BERLIN (Reuters) -Volkswagen anchor investor Porsche SE on Thursday said it aimed to reduce its net debt by up to 16% by the end of 2023 compared to the previous year following its purchase of a Porsche AG equity stake last year.
The company said it aimed to reduce its net debt to between 6.1 billion euros and 5.6 billion euros by year-end. Net debt stood at 6.7 billion euros ($7.3 billion) at the end of 2022.
Porsche SE chair Hans Dieter Poetsch said the company had “a solid financing and repayment plan in place” backed by profits from the group, as well as dividend inflows from Volkswagen and Porsche.
The company proposed a dividend of 2.56 euros per preference share and 2.554 euros per ordinary share.
The latter belong exclusively to the Volkswagen owner families Porsche and Piech, which means they will receive around 391 million euros in dividend payments for 2022 out of a total of 783 million euros.
“It is important to us that this proposed dividend finds a balance between a stable dividend and the steady reduction of our debt,” Poetsch said.

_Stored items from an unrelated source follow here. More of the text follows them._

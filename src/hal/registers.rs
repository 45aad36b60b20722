//! Register Access HAL
//!
//! This module provides the primitive 32-bit register accessor used by every
//! other layer of the driver. Offsets are relative to the controller base
//! supplied when the accessor is created.
//!
//! The [`RegisterAccess`] trait can be implemented by different backends:
//! [`Mmio`] talks to the real controller, while tests substitute a recording
//! mock.

use crate::internal::register::{read_reg, write_reg};

// =============================================================================
// Register Access Trait
// =============================================================================

/// Trait for 32-bit register access relative to a controller base
///
/// There are no retries and no validation. A bad offset or a bus fault is a
/// fatal condition, not a recoverable error.
///
/// One accessor is used from both framework and interrupt context.
pub trait RegisterAccess: Sync {
    /// Read the register at `offset`
    fn read32(&self, offset: usize) -> u32;

    /// Write `value` to the register at `offset`
    fn write32(&self, offset: usize, value: u32);

    /// Modify a register using a read-modify-write operation
    #[inline]
    fn modify32<F>(&self, offset: usize, f: F)
    where
        F: FnOnce(u32) -> u32,
    {
        let value = self.read32(offset);
        self.write32(offset, f(value));
    }

    /// Set bits in a register (read-modify-write)
    #[inline]
    fn set_bits32(&self, offset: usize, bits: u32) {
        self.modify32(offset, |v| v | bits);
    }

    /// Clear bits in a register (read-modify-write)
    #[inline]
    fn clear_bits32(&self, offset: usize, bits: u32) {
        self.modify32(offset, |v| v & !bits);
    }
}

impl<T: RegisterAccess + ?Sized> RegisterAccess for &T {
    #[inline]
    fn read32(&self, offset: usize) -> u32 {
        (**self).read32(offset)
    }

    #[inline]
    fn write32(&self, offset: usize, value: u32) {
        (**self).write32(offset, value);
    }
}

// =============================================================================
// Memory-Mapped Backend
// =============================================================================

/// Volatile memory-mapped access to one HDMA controller
#[derive(Debug, Clone, Copy, PartialEq, Eq)]
#[cfg_attr(feature = "defmt", derive(defmt::Format))]
pub struct Mmio {
    base: usize,
}

impl Mmio {
    /// Create an accessor for the controller at `base`
    ///
    /// # Safety
    ///
    /// `base` must be the address of an HDMA register block, mapped and
    /// 4-byte aligned, for as long as this accessor (or a copy) is used.
    /// The caller is responsible for not creating conflicting drivers for the
    /// same block.
    pub const unsafe fn new(base: usize) -> Self {
        Self { base }
    }

    /// Controller base address
    pub const fn base(&self) -> usize {
        self.base
    }
}

impl RegisterAccess for Mmio {
    #[inline(always)]
    fn read32(&self, offset: usize) -> u32 {
        // SAFETY: `Mmio::new` requires `base` to map the register block.
        unsafe { read_reg(self.base + offset) }
    }

    #[inline(always)]
    fn write32(&self, offset: usize, value: u32) {
        // SAFETY: `Mmio::new` requires `base` to map the register block.
        unsafe { write_reg(self.base + offset, value) }
    }
}
//! Testing utilities and mock implementations
//!
//! This module provides mock implementations for testing the HDMA driver
//! on the host without hardware access.
//!
//! Only available when running `cargo test`.

// Note: The #[cfg(test)] attribute is applied in lib.rs where this module is declared
#![allow(missing_docs)]
#![allow(clippy::std_instead_of_core, clippy::std_instead_of_alloc)]
#![allow(clippy::new_without_default)]

extern crate std;

use std::collections::BTreeMap;
use std::vec::Vec;

use crate::driver::channel::Channel;
use crate::driver::error::{IrqError, IrqResult};
use crate::hal::irq::{InterruptController, InterruptHandler, Irq};
use crate::hal::registers::RegisterAccess;
use crate::sync::CriticalSectionCell;

// =============================================================================
// Mock Register File
// =============================================================================

/// Mock register block for testing without hardware
///
/// Unset registers read as zero. Every write is recorded in order, so tests
/// can check both the final register values and the write sequence. The
/// block is `Sync` and const-constructible, so it can sit in a `static`
/// shared with interrupt handlers.
///
/// # Example
///
/// ```ignore
/// let regs = MockRegisters::new();
/// regs.set(HDMA_ISR_OFFSET, HDMA_CH0_INT_ACT);
///
/// let channel = HdmaChannel::new(Channel::Ch0, &regs, &shared, &notifier);
/// channel.handle();
/// assert_eq!(regs.get(HDMA_ISR_OFFSET), 0);
/// ```
pub struct MockRegisters {
    /// Register values by offset
    registers: CriticalSectionCell<BTreeMap<usize, u32>>,
    /// Record of writes: (offset, value)
    write_log: CriticalSectionCell<Vec<(usize, u32)>>,
}

impl MockRegisters {
    /// Create an empty register block
    pub const fn new() -> Self {
        Self {
            registers: CriticalSectionCell::new(BTreeMap::new()),
            write_log: CriticalSectionCell::new(Vec::new()),
        }
    }

    /// Preset a register value without logging a write
    pub fn set(&self, offset: usize, value: u32) {
        self.registers.with(|regs| {
            regs.insert(offset, value);
        });
    }

    /// Current value of a register (zero if never written)
    pub fn get(&self, offset: usize) -> u32 {
        self.registers
            .with_ref(|regs| regs.get(&offset).copied().unwrap_or(0))
    }

    /// All writes made so far
    pub fn writes(&self) -> Vec<(usize, u32)> {
        self.write_log.with_ref(Vec::clone)
    }

    /// Values written to one register, in order
    pub fn writes_to(&self, offset: usize) -> Vec<u32> {
        self.write_log.with_ref(|log| {
            log.iter()
                .filter(|(off, _)| *off == offset)
                .map(|(_, value)| *value)
                .collect()
        })
    }

    /// Position of the first write to `offset` in the write log
    pub fn first_write_index(&self, offset: usize) -> Option<usize> {
        self.write_log
            .with_ref(|log| log.iter().position(|(off, _)| *off == offset))
    }

    /// Clear the write log
    pub fn clear_writes(&self) {
        self.write_log.with(Vec::clear);
    }
}

impl Default for MockRegisters {
    fn default() -> Self {
        Self::new()
    }
}

impl RegisterAccess for MockRegisters {
    fn read32(&self, offset: usize) -> u32 {
        self.get(offset)
    }

    fn write32(&self, offset: usize, value: u32) {
        self.set(offset, value);
        self.write_log.with(|log| log.push((offset, value)));
    }
}

// =============================================================================
// Mock Interrupt Controller
// =============================================================================

/// Call made to the mock interrupt controller
#[derive(Debug, Clone, Copy, PartialEq, Eq)]
pub enum ControllerCall {
    Register(Irq),
    Unregister(Irq),
}

/// Mock interrupt subsystem holding at most one handler
///
/// [`fire`](Self::fire) plays the role of the hardware line asserting.
pub struct MockInterruptController<'a> {
    handler: CriticalSectionCell<Option<&'a dyn InterruptHandler>>,
    calls: CriticalSectionCell<Vec<ControllerCall>>,
    fail: CriticalSectionCell<bool>,
}

impl MockInterruptController<'_> {
    pub const fn new() -> Self {
        Self {
            handler: CriticalSectionCell::new(None),
            calls: CriticalSectionCell::new(Vec::new()),
            fail: CriticalSectionCell::new(false),
        }
    }

    /// Make subsequent registrations fail with [`IrqError::RequestFailed`]
    pub fn set_fail(&self, fail: bool) {
        self.fail.with(|f| *f = fail);
    }

    /// Registration calls seen so far (failed ones are not recorded)
    pub fn calls(&self) -> Vec<ControllerCall> {
        self.calls.with_ref(Vec::clone)
    }

    /// Whether a handler is currently registered
    pub fn is_registered(&self) -> bool {
        self.handler.with_ref(Option::is_some)
    }

    /// Assert the line; returns false if nothing was registered
    ///
    /// The handler runs outside the mock's own critical section.
    pub fn fire(&self) -> bool {
        let handler = self.handler.with_ref(|h| *h);
        match handler {
            Some(h) => {
                h.handle_interrupt();
                true
            }
            None => false,
        }
    }
}

impl<'a> InterruptController<'a> for MockInterruptController<'a> {
    fn register_handler(&self, irq: Irq, handler: &'a dyn InterruptHandler) -> IrqResult<()> {
        if self.fail.with_ref(|f| *f) {
            return Err(IrqError::RequestFailed);
        }
        self.handler.with(|h| *h = Some(handler));
        self.calls.with(|c| c.push(ControllerCall::Register(irq)));
        Ok(())
    }

    fn unregister_handler(&self, irq: Irq) {
        self.handler.with(|h| *h = None);
        self.calls.with(|c| c.push(ControllerCall::Unregister(irq)));
    }
}

// =============================================================================
// Handlers and Callbacks
// =============================================================================

/// Ordered log of handler tags
pub struct CallLog {
    entries: CriticalSectionCell<Vec<&'static str>>,
}

impl CallLog {
    pub const fn new() -> Self {
        Self {
            entries: CriticalSectionCell::new(Vec::new()),
        }
    }

    pub fn push(&self, tag: &'static str) {
        self.entries.with(|e| e.push(tag));
    }

    pub fn entries(&self) -> Vec<&'static str> {
        self.entries.with_ref(Vec::clone)
    }
}

/// Handler that appends its tag to a shared log when run
pub struct MockHandler<'l> {
    tag: &'static str,
    log: &'l CallLog,
}

impl<'l> MockHandler<'l> {
    pub fn new(tag: &'static str, log: &'l CallLog) -> Self {
        Self { tag, log }
    }
}

impl InterruptHandler for MockHandler<'_> {
    fn handle_interrupt(&self) {
        self.log.push(self.tag);
    }
}

/// Kind of notifier callback
#[derive(Debug, Clone, Copy, PartialEq, Eq)]
pub enum EventKind {
    Complete,
    Page,
    PageOverflow,
}

/// Records notifier callbacks in the order they fire
pub struct EventRecorder {
    events: CriticalSectionCell<Vec<(EventKind, Channel)>>,
}

impl EventRecorder {
    pub const fn new() -> Self {
        Self {
            events: CriticalSectionCell::new(Vec::new()),
        }
    }

    pub fn record(&self, kind: EventKind, channel: Channel) {
        self.events.with(|e| e.push((kind, channel)));
    }

    pub fn events(&self) -> Vec<(EventKind, Channel)> {
        self.events.with_ref(Vec::clone)
    }

    /// Number of callbacks of `kind` seen for `channel`
    pub fn count(&self, kind: EventKind, channel: Channel) -> usize {
        self.events.with_ref(|e| {
            e.iter()
                .filter(|&&(k, ch)| k == kind && ch == channel)
                .count()
        })
    }

    pub fn clear(&self) {
        self.events.with(Vec::clear);
    }
}

#[cfg(test)]
mod tests {
    use super::*;

    #[test]
    fn mock_registers_log_writes_not_presets() {
        let regs = MockRegisters::new();
        regs.set(0x10, 5);
        regs.write32(0x10, 6);
        regs.write32(0x14, 7);
        assert_eq!(regs.get(0x10), 6);
        assert_eq!(regs.writes(), [(0x10, 6), (0x14, 7)]);
        assert_eq!(regs.writes_to(0x14), [7]);
        assert_eq!(regs.first_write_index(0x14), Some(1));
        assert_eq!(regs.get(0x99), 0);
    }

    #[test]
    fn mock_controller_fire_without_handler() {
        let intc = MockInterruptController::new();
        assert!(!intc.fire());
        assert!(!intc.is_registered());
    }

    #[test]
    fn event_recorder_counts() {
        let rec = EventRecorder::new();
        rec.record(EventKind::Complete, Channel::Ch0);
        rec.record(EventKind::Complete, Channel::Ch1);
        rec.record(EventKind::Page, Channel::Ch0);
        assert_eq!(rec.count(EventKind::Complete, Channel::Ch0), 1);
        assert_eq!(rec.count(EventKind::PageOverflow, Channel::Ch0), 0);
        rec.clear();
        assert!(rec.events().is_empty());
    }
}
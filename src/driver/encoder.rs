//! Channel configuration encoder.
//!
//! Translates a [`TransferConfig`] into the packed configuration word and the
//! per-channel register values. Encoding is pure: nothing is written until the
//! lifecycle controller applies the resulting [`ChannelProgram`], so a
//! rejected descriptor never leaves a half-programmed channel behind.

use crate::driver::channel::{Channel, ChannelRegs};
use crate::driver::config::{AddressMode, BurstType, DataWidth, TransferConfig, TransferMode};
use crate::driver::error::ConfigResult;
use crate::internal::register::hdma::*;

/// Configuration word fields that every transfer starts from
pub const CON_BASE: u32 = HDMA_SLICE_MODE_DIS
    | HDMA_CH_EN
    | HDMA_INT_MODE_INTERRUPT
    | HDMA_FLY_DIS
    | HDMA_BURST_SINGLE
    | HDMA_DIR_SRC_INC
    | HDMA_DIR_DST_INC
    | HDMA_DATA_BYTE
    | HDMA_SWDMA_OP_NO
    | HDMA_HWDMA_TRIGGER_DIS;

/// Configuration word written on teardown
pub const CON_TEARDOWN: u32 = HDMA_CPNCNTD_CLR;

// =============================================================================
// Field Encoders
// =============================================================================

/// Burst type field value
#[inline]
pub const fn burst_bits(burst: BurstType) -> u32 {
    match burst {
        BurstType::Single => HDMA_BURST_SINGLE,
        BurstType::Incr4 => HDMA_BURST_INCR4,
        BurstType::Incr8 => HDMA_BURST_INCR8,
        BurstType::Incr16 => HDMA_BURST_INCR16,
    }
}

/// Data size field value
#[inline]
pub const fn width_bits(width: DataWidth) -> u32 {
    match width {
        DataWidth::Byte => HDMA_DATA_BYTE,
        DataWidth::HalfWord => HDMA_DATA_HALFWORD,
        DataWidth::Word => HDMA_DATA_WORD,
    }
}

/// Source/destination fixed-address bits
#[inline]
pub const fn address_mode_bits(src: AddressMode, dst: AddressMode) -> u32 {
    let mut bits = 0;
    if matches!(src, AddressMode::Fixed) {
        bits |= HDMA_DIR_SRC_FIXED;
    }
    if matches!(dst, AddressMode::Fixed) {
        bits |= HDMA_DIR_DST_FIXED;
    }
    bits
}

/// Trigger bits: hardware trigger for slice/hardware modes, software start otherwise
#[inline]
pub const fn trigger_bits(mode: TransferMode) -> u32 {
    if mode.is_hardware_triggered() {
        HDMA_HWDMA_TRIGGER_EN
    } else {
        HDMA_SWDMA_OP_START
    }
}

/// Compose the configuration word for a transfer
///
/// Does not validate; see [`build_config`].
pub const fn config_word(transfer: &TransferConfig) -> u32 {
    let mut con = CON_BASE;
    if transfer.is_slice() {
        con |= HDMA_SLICE_MODE_EN;
    }
    con |= burst_bits(transfer.burst);
    con |= hdma_ext_hdreq_sel(transfer.hardware_request as u32);
    con |= address_mode_bits(transfer.src_mode, transfer.dst_mode);
    con |= width_bits(transfer.width);
    con |= trigger_bits(transfer.mode);
    con
}

/// Transfer count register value: beats minus one
///
/// `byte_count` must already be validated as a non-zero multiple of the
/// burst size.
#[inline]
pub const fn count_value(transfer: &TransferConfig) -> u32 {
    transfer.byte_count / transfer.width.bytes() - 1
}

// =============================================================================
// Channel Program
// =============================================================================

/// Slice register values
#[derive(Debug, Clone, Copy, PartialEq, Eq)]
#[cfg_attr(feature = "defmt", derive(defmt::Format))]
pub struct SliceProgram {
    /// Slice count register value (`slice_count - 1`)
    pub slice_cnt: u32,
    /// Buffer size register value (`buffer_size - width`)
    pub buf_size: u32,
}

/// Everything needed to arm one channel for one transfer
#[derive(Debug, Clone, Copy, PartialEq, Eq)]
#[cfg_attr(feature = "defmt", derive(defmt::Format))]
pub struct ChannelProgram {
    /// Target channel
    pub channel: Channel,
    /// Register layout of the target channel
    pub regs: &'static ChannelRegs,
    /// Configuration word, written last
    pub con: u32,
    /// Source address register value
    pub src: u32,
    /// Destination address register value
    pub dst: u32,
    /// Transfer count register value
    pub cnt: u32,
    /// Slice registers, present only in slice mode
    pub slice: Option<SliceProgram>,
}

/// Encode `transfer` for `channel`
///
/// Validation happens first, so an error means no register value was
/// produced:
/// - [`ConfigError::InvalidLength`](crate::ConfigError::InvalidLength) for a zero byte count
/// - [`ConfigError::MisalignedCount`](crate::ConfigError::MisalignedCount) when the byte
///   count is not a multiple of burst length times width
/// - [`ConfigError::InvalidHardwareRequest`](crate::ConfigError::InvalidHardwareRequest)
/// - [`ConfigError::InvalidSliceConfig`](crate::ConfigError::InvalidSliceConfig)
pub fn build_config(channel: Channel, transfer: &TransferConfig) -> ConfigResult<ChannelProgram> {
    transfer.validate()?;

    let slice = match (transfer.is_slice(), transfer.slice) {
        (true, Some(s)) => Some(SliceProgram {
            slice_cnt: s.slice_count - 1,
            buf_size: s.buffer_size - transfer.width.bytes(),
        }),
        _ => None,
    };

    Ok(ChannelProgram {
        channel,
        regs: channel.regs(),
        con: config_word(transfer),
        src: transfer.src_addr,
        dst: transfer.dst_addr,
        cnt: count_value(transfer),
        slice,
    })
}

The holding company of VW’s owner families raised debt capital of 7.1 billion euros in order to buy 25% of ordinary shares plus one share to float Porsche on the stock exchange last year.
Thanks to a profit increase at VW, Porsche SE’s group result climbed by 200 million euros to 4.8 billion euros last year. For 2023, Porsche SE expects group profit after tax of between 4.5 billion euros and 6.5 billion euros.
Poetsch said that Porsche SE’s share price was too low, saying that the company was “significantly undervalued”.